Data under study =>
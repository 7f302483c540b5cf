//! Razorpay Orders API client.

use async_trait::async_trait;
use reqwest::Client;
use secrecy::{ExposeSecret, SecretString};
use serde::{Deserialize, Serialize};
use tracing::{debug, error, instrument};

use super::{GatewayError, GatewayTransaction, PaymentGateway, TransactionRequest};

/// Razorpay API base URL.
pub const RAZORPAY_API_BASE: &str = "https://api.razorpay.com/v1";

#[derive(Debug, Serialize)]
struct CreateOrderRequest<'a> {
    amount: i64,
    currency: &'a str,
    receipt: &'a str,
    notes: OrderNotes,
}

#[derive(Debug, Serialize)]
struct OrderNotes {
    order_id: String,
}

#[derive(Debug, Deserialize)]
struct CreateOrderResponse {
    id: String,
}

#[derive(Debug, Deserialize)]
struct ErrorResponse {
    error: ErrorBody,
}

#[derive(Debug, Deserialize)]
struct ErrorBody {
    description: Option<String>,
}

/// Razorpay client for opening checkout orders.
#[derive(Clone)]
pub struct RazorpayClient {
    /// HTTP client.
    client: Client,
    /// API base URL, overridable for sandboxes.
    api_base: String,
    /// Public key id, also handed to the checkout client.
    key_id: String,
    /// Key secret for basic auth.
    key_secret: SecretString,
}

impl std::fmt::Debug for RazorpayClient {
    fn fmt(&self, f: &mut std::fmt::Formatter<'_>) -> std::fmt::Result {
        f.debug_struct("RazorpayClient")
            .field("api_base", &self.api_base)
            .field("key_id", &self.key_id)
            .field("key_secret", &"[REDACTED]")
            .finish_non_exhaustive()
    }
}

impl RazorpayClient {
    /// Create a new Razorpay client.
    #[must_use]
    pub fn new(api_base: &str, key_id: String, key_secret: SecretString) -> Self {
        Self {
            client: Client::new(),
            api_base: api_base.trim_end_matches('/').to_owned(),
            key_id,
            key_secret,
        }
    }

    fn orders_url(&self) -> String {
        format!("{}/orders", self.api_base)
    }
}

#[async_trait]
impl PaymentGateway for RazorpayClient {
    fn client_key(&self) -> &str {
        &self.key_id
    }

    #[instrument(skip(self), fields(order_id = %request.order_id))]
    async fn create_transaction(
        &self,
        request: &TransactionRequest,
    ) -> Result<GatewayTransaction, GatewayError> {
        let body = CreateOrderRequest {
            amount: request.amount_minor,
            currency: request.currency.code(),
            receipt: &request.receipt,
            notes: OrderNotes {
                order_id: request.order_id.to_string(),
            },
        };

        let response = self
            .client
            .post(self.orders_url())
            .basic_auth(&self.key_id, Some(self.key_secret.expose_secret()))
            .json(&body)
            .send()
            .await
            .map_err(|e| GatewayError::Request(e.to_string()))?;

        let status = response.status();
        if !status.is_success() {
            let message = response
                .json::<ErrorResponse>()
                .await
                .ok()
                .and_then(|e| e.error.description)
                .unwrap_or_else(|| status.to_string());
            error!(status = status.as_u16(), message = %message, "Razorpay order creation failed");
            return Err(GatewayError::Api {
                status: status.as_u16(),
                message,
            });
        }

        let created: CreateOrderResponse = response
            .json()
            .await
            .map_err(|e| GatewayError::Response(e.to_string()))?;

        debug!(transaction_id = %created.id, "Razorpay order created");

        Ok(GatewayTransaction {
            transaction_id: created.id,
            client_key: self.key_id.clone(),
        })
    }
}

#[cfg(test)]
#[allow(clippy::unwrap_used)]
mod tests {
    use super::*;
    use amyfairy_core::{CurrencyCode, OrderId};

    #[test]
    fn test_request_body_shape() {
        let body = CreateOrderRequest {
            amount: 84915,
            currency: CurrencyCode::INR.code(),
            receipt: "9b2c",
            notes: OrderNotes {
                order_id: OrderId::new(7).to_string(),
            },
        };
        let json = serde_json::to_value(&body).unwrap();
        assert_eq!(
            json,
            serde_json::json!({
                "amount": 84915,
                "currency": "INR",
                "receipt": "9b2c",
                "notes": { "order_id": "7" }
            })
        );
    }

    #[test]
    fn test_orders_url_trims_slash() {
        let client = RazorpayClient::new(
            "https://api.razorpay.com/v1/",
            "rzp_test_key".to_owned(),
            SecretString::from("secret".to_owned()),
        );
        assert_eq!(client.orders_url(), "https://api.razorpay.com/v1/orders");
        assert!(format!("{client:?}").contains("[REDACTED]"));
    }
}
==
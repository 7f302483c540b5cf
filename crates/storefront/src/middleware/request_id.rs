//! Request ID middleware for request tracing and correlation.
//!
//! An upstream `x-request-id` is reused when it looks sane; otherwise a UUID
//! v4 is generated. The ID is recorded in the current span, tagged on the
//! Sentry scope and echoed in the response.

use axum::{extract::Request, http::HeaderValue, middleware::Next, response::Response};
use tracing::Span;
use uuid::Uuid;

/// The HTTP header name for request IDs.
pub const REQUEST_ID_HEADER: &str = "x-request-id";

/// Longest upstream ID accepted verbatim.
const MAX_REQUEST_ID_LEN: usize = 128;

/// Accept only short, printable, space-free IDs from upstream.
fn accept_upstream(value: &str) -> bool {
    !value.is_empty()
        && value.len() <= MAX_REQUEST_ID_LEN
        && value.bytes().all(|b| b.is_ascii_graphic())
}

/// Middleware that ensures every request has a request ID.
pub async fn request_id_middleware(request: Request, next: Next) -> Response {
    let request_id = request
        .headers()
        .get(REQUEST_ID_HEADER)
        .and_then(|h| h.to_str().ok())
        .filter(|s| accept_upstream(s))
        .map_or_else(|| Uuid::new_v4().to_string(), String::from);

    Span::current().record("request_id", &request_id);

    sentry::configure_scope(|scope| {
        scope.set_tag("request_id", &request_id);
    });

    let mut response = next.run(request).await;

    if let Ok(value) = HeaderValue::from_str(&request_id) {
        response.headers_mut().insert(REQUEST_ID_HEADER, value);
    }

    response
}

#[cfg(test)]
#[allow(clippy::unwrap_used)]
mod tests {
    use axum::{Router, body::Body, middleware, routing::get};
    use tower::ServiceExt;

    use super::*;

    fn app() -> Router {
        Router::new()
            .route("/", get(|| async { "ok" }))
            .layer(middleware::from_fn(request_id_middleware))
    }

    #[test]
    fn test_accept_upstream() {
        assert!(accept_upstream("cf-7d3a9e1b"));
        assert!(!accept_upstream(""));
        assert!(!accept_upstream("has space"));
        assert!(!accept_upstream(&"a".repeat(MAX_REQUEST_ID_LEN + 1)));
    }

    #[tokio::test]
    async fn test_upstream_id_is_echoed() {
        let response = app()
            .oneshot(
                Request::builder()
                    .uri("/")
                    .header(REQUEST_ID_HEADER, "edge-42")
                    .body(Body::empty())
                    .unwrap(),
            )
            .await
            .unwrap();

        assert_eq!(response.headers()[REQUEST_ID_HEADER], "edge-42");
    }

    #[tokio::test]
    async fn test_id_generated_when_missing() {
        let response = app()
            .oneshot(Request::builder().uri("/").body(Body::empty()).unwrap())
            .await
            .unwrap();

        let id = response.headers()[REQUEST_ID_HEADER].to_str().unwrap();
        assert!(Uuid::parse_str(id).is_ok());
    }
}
* * *
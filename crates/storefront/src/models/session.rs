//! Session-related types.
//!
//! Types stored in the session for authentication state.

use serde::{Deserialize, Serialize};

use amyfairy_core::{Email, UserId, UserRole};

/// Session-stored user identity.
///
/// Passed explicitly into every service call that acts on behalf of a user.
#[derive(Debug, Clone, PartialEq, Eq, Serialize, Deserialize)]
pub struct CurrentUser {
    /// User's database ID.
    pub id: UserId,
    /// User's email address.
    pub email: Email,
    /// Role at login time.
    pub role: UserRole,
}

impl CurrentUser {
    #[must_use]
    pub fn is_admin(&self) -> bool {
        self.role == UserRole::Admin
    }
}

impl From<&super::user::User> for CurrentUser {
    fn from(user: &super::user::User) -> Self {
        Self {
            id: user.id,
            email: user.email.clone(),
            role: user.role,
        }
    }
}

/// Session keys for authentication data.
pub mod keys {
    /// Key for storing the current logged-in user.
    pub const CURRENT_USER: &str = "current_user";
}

Exercise =>
Wherever a line above includes the string "builder", count it; give only the final tally.

Your response =>
2